Stored items
__________
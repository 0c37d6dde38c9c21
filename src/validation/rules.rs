use crate::deploy::component::{ROOT_PATH, WEB_CLASSES_PATH};
use crate::deploy::DeploymentAttribute;
use crate::output::schema::ProjectModel;
use crate::project::ProjectKind;
use anyhow::Result;
use std::collections::HashSet;

pub trait ValidationRule: Send + Sync {
    fn name(&self) -> &'static str;
    fn validate(&self, model: &ProjectModel) -> Result<()>;
}

/// A web application packages its dependencies as component modules, so none
/// of its classpath entries may be marked deployed.
pub struct WebDeploymentExclusivityRule;

impl ValidationRule for WebDeploymentExclusivityRule {
    fn name(&self) -> &'static str {
        "WebDeploymentExclusivity"
    }

    fn validate(&self, model: &ProjectModel) -> Result<()> {
        if model.kind != Some(ProjectKind::WebApplication) {
            return Ok(());
        }
        if let Some(entry) = model
            .classpath
            .iter()
            .find(|e| e.deployment_attribute == Some(DeploymentAttribute::Deployed))
        {
            anyhow::bail!(
                "Classpath entry {} is marked deployed in a web application",
                entry.entry_id
            );
        }
        let modules = model.component.as_ref().map_or(0, |c| c.modules.len());
        if modules > model.classpath.len() {
            anyhow::bail!(
                "{} component modules but only {} classpath entries",
                modules,
                model.classpath.len()
            );
        }
        Ok(())
    }
}

pub struct LibraryModulesRule;

impl ValidationRule for LibraryModulesRule {
    fn name(&self) -> &'static str {
        "LibraryModules"
    }

    fn validate(&self, model: &ProjectModel) -> Result<()> {
        if model.kind != Some(ProjectKind::JavaLibrary) {
            return Ok(());
        }
        if let Some(component) = &model.component {
            if !component.modules.is_empty() {
                anyhow::bail!(
                    "Library component declares {} modules",
                    component.modules.len()
                );
            }
        }
        Ok(())
    }
}

pub struct UniqueClasspathRule;

impl ValidationRule for UniqueClasspathRule {
    fn name(&self) -> &'static str {
        "UniqueClasspath"
    }

    fn validate(&self, model: &ProjectModel) -> Result<()> {
        let mut seen = HashSet::new();
        for entry in &model.classpath {
            if !seen.insert(entry.entry_id.as_str()) {
                anyhow::bail!("Duplicate classpath entry {}", entry.entry_id);
            }
        }
        Ok(())
    }
}

pub struct ResourceLayoutRule;

impl ValidationRule for ResourceLayoutRule {
    fn name(&self) -> &'static str {
        "ResourceLayout"
    }

    fn validate(&self, model: &ProjectModel) -> Result<()> {
        let Some(component) = &model.component else {
            return Ok(());
        };
        if component.deploy_name != model.deploy_name {
            anyhow::bail!(
                "Component deploy name {} differs from project deploy name {}",
                component.deploy_name,
                model.deploy_name
            );
        }

        let targets: Vec<&str> = component
            .resources
            .iter()
            .map(|r| r.deployed_at.as_str())
            .collect();
        let expected: &[&str] = match model.kind {
            Some(ProjectKind::JavaLibrary) => &[ROOT_PATH],
            Some(ProjectKind::WebApplication) => &[WEB_CLASSES_PATH, ROOT_PATH],
            None => &[],
        };
        if targets != expected {
            anyhow::bail!(
                "Resources deploy to {:?}, expected {:?}",
                targets,
                expected
            );
        }
        Ok(())
    }
}

/// A project without a recognized kind only contributes plain classpath
/// entries.
pub struct UnrecognizedKindRule;

impl ValidationRule for UnrecognizedKindRule {
    fn name(&self) -> &'static str {
        "UnrecognizedKind"
    }

    fn validate(&self, model: &ProjectModel) -> Result<()> {
        if model.kind.is_some() {
            return Ok(());
        }
        if model.component.is_some() {
            anyhow::bail!("Unrecognized project has a component");
        }
        if !model.facets.is_empty() {
            anyhow::bail!("Unrecognized project has facets");
        }
        if model.classpath.iter().any(|e| e.deployment_attribute.is_some()) {
            anyhow::bail!("Unrecognized project has deployment markers");
        }
        Ok(())
    }
}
__________
From the data above, say how many lines include "marked", and write nothing but the number.

◆ Response to the task
2